### RECORDS PROVIDED
══════════════════════════════

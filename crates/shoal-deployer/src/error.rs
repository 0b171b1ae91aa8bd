use std::path::PathBuf;

use thiserror::Error;

#[derive(Debug, Error)]
pub enum DeployError {
    #[error("failed to read deploy plan {path}: {source}")]
    PlanUnreadable {
        path: PathBuf,
        source: std::io::Error,
    },

    #[error("invalid deploy plan: {0}")]
    InvalidPlan(String),

    #[error("invalid service definitions: {0}")]
    InvalidDefinitions(String),

    #[error("no provider implementation named {0}")]
    UnknownProvider(String),

    #[error("failed to instantiate provider {provider}: {reason}")]
    ProviderInstantiation { provider: String, reason: String },

    #[error("service {application}:{service} has no file path")]
    MissingFilePath { application: String, service: String },

    #[error("source file for service {application}:{service} not found at {path}")]
    MissingSourceFile {
        application: String,
        service: String,
        path: PathBuf,
    },

    #[error("handler for service {application}:{service} is not exported by {path}")]
    MissingHandler {
        application: String,
        service: String,
        path: PathBuf,
    },

    #[error("provider {provider} refused service {application}:{service}: {reason}")]
    Registration {
        application: String,
        service: String,
        provider: String,
        reason: String,
    },

    #[error("service {application}:{service} was not registered on any provider")]
    NoProviderAccepted { application: String, service: String },

    #[error("init entry {service} of application {application} names no declared service")]
    UnknownInitService { application: String, service: String },

    #[error("init of {application}:{service} failed: {reason}")]
    InitFailed {
        application: String,
        service: String,
        reason: String,
    },

    #[error("serialization error: {0}")]
    SerializationError(#[from] serde_json::Error),
}

/// Failure reported by a provider while accepting a service.
#[derive(Debug, Clone, PartialEq, Eq, Error)]
#[error("{0}")]
pub struct ProviderError(pub String);

/// Failure returned by a service handler.
#[derive(Debug, Clone, PartialEq, Eq, Error)]
#[error("{0}")]
pub struct HandlerError(pub String);
use std::collections::HashMap;
use std::future::Future;
use std::pin::Pin;
use std::sync::Arc;

use serde_json::Value;
use tokio::sync::RwLock;

use crate::error::{DeployError, HandlerError, ProviderError};
use crate::handler::ServiceHandler;
use crate::plan::ServiceDefinition;

/// An execution environment services are registered on.
///
/// Uses Pin<Box<dyn Future>> for dyn-compatibility.
pub trait Provider: Send + Sync {
    fn register_service<'a>(
        &'a self,
        application: &'a str,
        service: &'a ServiceDefinition,
        handler: Arc<dyn ServiceHandler>,
        settings: Option<&'a Value>,
    ) -> Pin<Box<dyn Future<Output = Result<(), ProviderError>> + Send + 'a>>;

    /// Stop serving `module/name` of `application`. Returns whether the
    /// provider was serving it. Providers without teardown keep serving.
    fn unregister_service<'a>(
        &'a self,
        application: &'a str,
        service_key: &'a str,
    ) -> Pin<Box<dyn Future<Output = Result<bool, ProviderError>> + Send + 'a>> {
        let _ = (application, service_key);
        Box::pin(async { Ok(false) })
    }

    /// Public connection info, when clients can reach the provider directly.
    fn info(&self) -> Option<Value> {
        None
    }
}

pub type ProviderConstructor =
    Box<dyn Fn(&Value) -> Result<Arc<dyn Provider>, ProviderError> + Send + Sync>;

/// Provider implementations by name, and the instances created from them.
#[derive(Default)]
pub struct ProviderFactory {
    constructors: HashMap<String, ProviderConstructor>,
    instances: HashMap<String, Arc<dyn Provider>>,
}

impl ProviderFactory {
    pub fn new() -> Self {
        Self::default()
    }

    /// Factory that knows the in-process [`LocalProvider`] as `local`.
    pub fn with_defaults() -> Self {
        Self::new().with_provider(LOCAL_PROVIDER, |settings| {
            Ok(Arc::new(LocalProvider::new(settings.get("public").cloned())) as Arc<dyn Provider>)
        })
    }

    pub fn with_provider<F>(mut self, name: impl Into<String>, constructor: F) -> Self
    where
        F: Fn(&Value) -> Result<Arc<dyn Provider>, ProviderError> + Send + Sync + 'static,
    {
        self.constructors.insert(name.into(), Box::new(constructor));
        self
    }

    pub fn knows(&self, name: &str) -> bool {
        self.constructors.contains_key(name)
    }

    /// Build a fresh instance and cache it under `name`.
    pub fn instantiate(
        &mut self,
        name: &str,
        settings: &Value,
    ) -> Result<Arc<dyn Provider>, DeployError> {
        let constructor = self
            .constructors
            .get(name)
            .ok_or_else(|| DeployError::UnknownProvider(name.to_string()))?;
        let instance =
            constructor(settings).map_err(|e| DeployError::ProviderInstantiation {
                provider: name.to_string(),
                reason: e.to_string(),
            })?;
        self.instances.insert(name.to_string(), Arc::clone(&instance));
        tracing::debug!(provider = name, "Provider instantiated");
        Ok(instance)
    }

    pub fn instance(&self, name: &str) -> Option<Arc<dyn Provider>> {
        self.instances.get(name).cloned()
    }

    /// Drop every cached instance. Constructors stay registered.
    pub fn clear_instances(&mut self) {
        self.instances.clear();
    }
}

pub const LOCAL_PROVIDER: &str = "local";

/// Provider that keeps handlers in memory and invokes them in-process.
pub struct LocalProvider {
    public: Option<Value>,
    services: RwLock<HashMap<(String, String), (Arc<dyn ServiceHandler>, Option<Value>)>>,
}

impl LocalProvider {
    pub fn new(public: Option<Value>) -> Self {
        Self {
            public: public.filter(|v| !v.is_null()),
            services: RwLock::new(HashMap::new()),
        }
    }

    /// Call a registered service by application and `module/name` key.
    pub async fn invoke(
        &self,
        application: &str,
        service_key: &str,
        args: Vec<Value>,
    ) -> Result<Value, HandlerError> {
        let handler = self
            .services
            .read()
            .await
            .get(&(application.to_string(), service_key.to_string()))
            .map(|(h, _)| Arc::clone(h))
            .ok_or_else(|| {
                HandlerError(format!("service {application}:{service_key} is not registered"))
            })?;
        handler.call(args).await
    }

    pub async fn settings_for(&self, application: &str, service_key: &str) -> Option<Value> {
        self.services
            .read()
            .await
            .get(&(application.to_string(), service_key.to_string()))
            .and_then(|(_, s)| s.clone())
    }
}

impl Provider for LocalProvider {
    fn register_service<'a>(
        &'a self,
        application: &'a str,
        service: &'a ServiceDefinition,
        handler: Arc<dyn ServiceHandler>,
        settings: Option<&'a Value>,
    ) -> Pin<Box<dyn Future<Output = Result<(), ProviderError>> + Send + 'a>> {
        Box::pin(async move {
            self.services.write().await.insert(
                (application.to_string(), service.key()),
                (handler, settings.cloned()),
            );
            Ok(())
        })
    }

    fn unregister_service<'a>(
        &'a self,
        application: &'a str,
        service_key: &'a str,
    ) -> Pin<Box<dyn Future<Output = Result<bool, ProviderError>> + Send + 'a>> {
        Box::pin(async move {
            let removed = self
                .services
                .write()
                .await
                .remove(&(application.to_string(), service_key.to_string()));
            Ok(removed.is_some())
        })
    }

    fn info(&self) -> Option<Value> {
        self.public.clone()
    }
}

══════════════════════════════

### WORK TO BE COMPLETED
The entries listed above are to be output exactly. Leave none out.

### SOLUTION TO THE EXERCISE
filename crates/shoal-deployer/src/error.rs
repository 0b171b1ae91aa8bd
use std::path::PathBuf;

use thiserror::Error;

#[derive(Debug, Error)]
pub enum DeployError {
    #[error("failed to read deploy plan {path}: {source}")]
    PlanUnreadable {
        path: PathBuf,
        source: std::io::Error,
    },

    #[error("invalid deploy plan: {0}")]
    InvalidPlan(String),

    #[error("invalid service definitions: {0}")]
    InvalidDefinitions(String),

    #[error("no provider implementation named {0}")]
    UnknownProvider(String),

    #[error("failed to instantiate provider {provider}: {reason}")]
    ProviderInstantiation { provider: String, reason: String },

    #[error("service {application}:{service} has no file path")]
    MissingFilePath { application: String, service: String },

    #[error("source file for service {application}:{service} not found at {path}")]
    MissingSourceFile {
        application: String,
        service: String,
        path: PathBuf,
    },

    #[error("handler for service {application}:{service} is not exported by {path}")]
    MissingHandler {
        application: String,
        service: String,
        path: PathBuf,
    },

    #[error("provider {provider} refused service {application}:{service}: {reason}")]
    Registration {
        application: String,
        service: String,
        provider: String,
        reason: String,
    },

    #[error("service {application}:{service} was not registered on any provider")]
    NoProviderAccepted { application: String, service: String },

    #[error("init entry {service} of application {application} names no declared service")]
    UnknownInitService { application: String, service: String },

    #[error("init of {application}:{service} failed: {reason}")]
    InitFailed {
        application: String,
        service: String,
        reason: String,
    },

    #[error("serialization error: {0}")]
    SerializationError(#[from] serde_json::Error),
}

/// Failure reported by a provider while accepting a service.
#[derive(Debug, Clone, PartialEq, Eq, Error)]
#[error("{0}")]
pub struct ProviderError(pub String);

/// Failure returned by a service handler.
#[derive(Debug, Clone, PartialEq, Eq, Error)]
#[error("{0}")]
pub struct HandlerError(pub String);
use std::collections::HashMap;
use std::future::Future;
use std::pin::Pin;
use std::sync::Arc;

use serde_json::Value;
use tokio::sync::RwLock;

use crate::error::{DeployError, HandlerError, ProviderError};
use crate::handler::ServiceHandler;
use crate::plan::ServiceDefinition;

/// An execution environment services are registered on.
///
/// Uses Pin<Box<dyn Future>> for dyn-compatibility.
pub trait Provider: Send + Sync {
    fn register_service<'a>(
        &'a self,
        application: &'a str,
        service: &'a ServiceDefinition,
        handler: Arc<dyn ServiceHandler>,
        settings: Option<&'a Value>,
    ) -> Pin<Box<dyn Future<Output = Result<(), ProviderError>> + Send + 'a>>;

    /// Stop serving `module/name` of `application`. Returns whether the
    /// provider was serving it. Providers without teardown keep serving.
    fn unregister_service<'a>(
        &'a self,
        application: &'a str,
        service_key: &'a str,
    ) -> Pin<Box<dyn Future<Output = Result<bool, ProviderError>> + Send + 'a>> {
        let _ = (application, service_key);
        Box::pin(async { Ok(false) })
    }

    /// Public connection info, when clients can reach the provider directly.
    fn info(&self) -> Option<Value> {
        None
    }
}

pub type ProviderConstructor =
    Box<dyn Fn(&Value) -> Result<Arc<dyn Provider>, ProviderError> + Send + Sync>;

/// Provider implementations by name, and the instances created from them.
#[derive(Default)]
pub struct ProviderFactory {
    constructors: HashMap<String, ProviderConstructor>,
    instances: HashMap<String, Arc<dyn Provider>>,
}

impl ProviderFactory {
    pub fn new() -> Self {
        Self::default()
    }

    /// Factory that knows the in-process [`LocalProvider`] as `local`.
    pub fn with_defaults() -> Self {
        Self::new().with_provider(LOCAL_PROVIDER, |settings| {
            Ok(Arc::new(LocalProvider::new(settings.get("public").cloned())) as Arc<dyn Provider>)
        })
    }

    pub fn with_provider<F>(mut self, name: impl Into<String>, constructor: F) -> Self
    where
        F: Fn(&Value) -> Result<Arc<dyn Provider>, ProviderError> + Send + Sync + 'static,
    {
        self.constructors.insert(name.into(), Box::new(constructor));
        self
    }

    pub fn knows(&self, name: &str) -> bool {
        self.constructors.contains_key(name)
    }

    /// Build a fresh instance and cache it under `name`.
    pub fn instantiate(
        &mut self,
        name: &str,
        settings: &Value,
    ) -> Result<Arc<dyn Provider>, DeployError> {
        let constructor = self
            .constructors
            .get(name)
            .ok_or_else(|| DeployError::UnknownProvider(name.to_string()))?;
        let instance =
            constructor(settings).map_err(|e| DeployError::ProviderInstantiation {
                provider: name.to_string(),
                reason: e.to_string(),
            })?;
        self.instances.insert(name.to_string(), Arc::clone(&instance));
        tracing::debug!(provider = name, "Provider instantiated");
        Ok(instance)
    }

    pub fn instance(&self, name: &str) -> Option<Arc<dyn Provider>> {
        self.instances.get(name).cloned()
    }

    /// Drop every cached instance. Constructors stay registered.
    pub fn clear_instances(&mut self) {
        self.instances.clear();
    }
}

pub const LOCAL_PROVIDER: &str = "local";

/// Provider that keeps handlers in memory and invokes them in-process.
pub struct LocalProvider {
    public: Option<Value>,
    services: RwLock<HashMap<(String, String), (Arc<dyn ServiceHandler>, Option<Value>)>>,
}

impl LocalProvider {
    pub fn new(public: Option<Value>) -> Self {
        Self {
            public: public.filter(|v| !v.is_null()),
            services: RwLock::new(HashMap::new()),
        }
    }

    /// Call a registered service by application and `module/name` key.
    pub async fn invoke(
        &self,
        application: &str,
        service_key: &str,
        args: Vec<Value>,
    ) -> Result<Value, HandlerError> {
        let handler = self
            .services
            .read()
            .await
            .get(&(application.to_string(), service_key.to_string()))
            .map(|(h, _)| Arc::clone(h))
            .ok_or_else(|| {
                HandlerError(format!("service {application}:{service_key} is not registered"))
            })?;
        handler.call(args).await
    }

    pub async fn settings_for(&self, application: &str, service_key: &str) -> Option<Value> {
        self.services
            .read()
            .await
            .get(&(application.to_string(), service_key.to_string()))
            .and_then(|(_, s)| s.clone())
    }
}

impl Provider for LocalProvider {
    fn register_service<'a>(
        &'a self,
        application: &'a str,
        service: &'a ServiceDefinition,
        handler: Arc<dyn ServiceHandler>,
        settings: Option<&'a Value>,
    ) -> Pin<Box<dyn Future<Output = Result<(), ProviderError>> + Send + 'a>> {
        Box::pin(async move {
            self.services.write().await.insert(
                (application.to_string(), service.key()),
                (handler, settings.cloned()),
            );
            Ok(())
        })
    }

    fn unregister_service<'a>(
        &'a self,
        application: &'a str,
        service_key: &'a str,
    ) -> Pin<Box<dyn Future<Output = Result<bool, ProviderError>> + Send + 'a>> {
        Box::pin(async move {
            let removed = self
                .services
                .write()
                .await
                .remove(&(application.to_string(), service_key.to_string()));
            Ok(removed.is_some())
        })
    }

    fn info(&self) -> Option<Value> {
        self.public.clone()
    }
}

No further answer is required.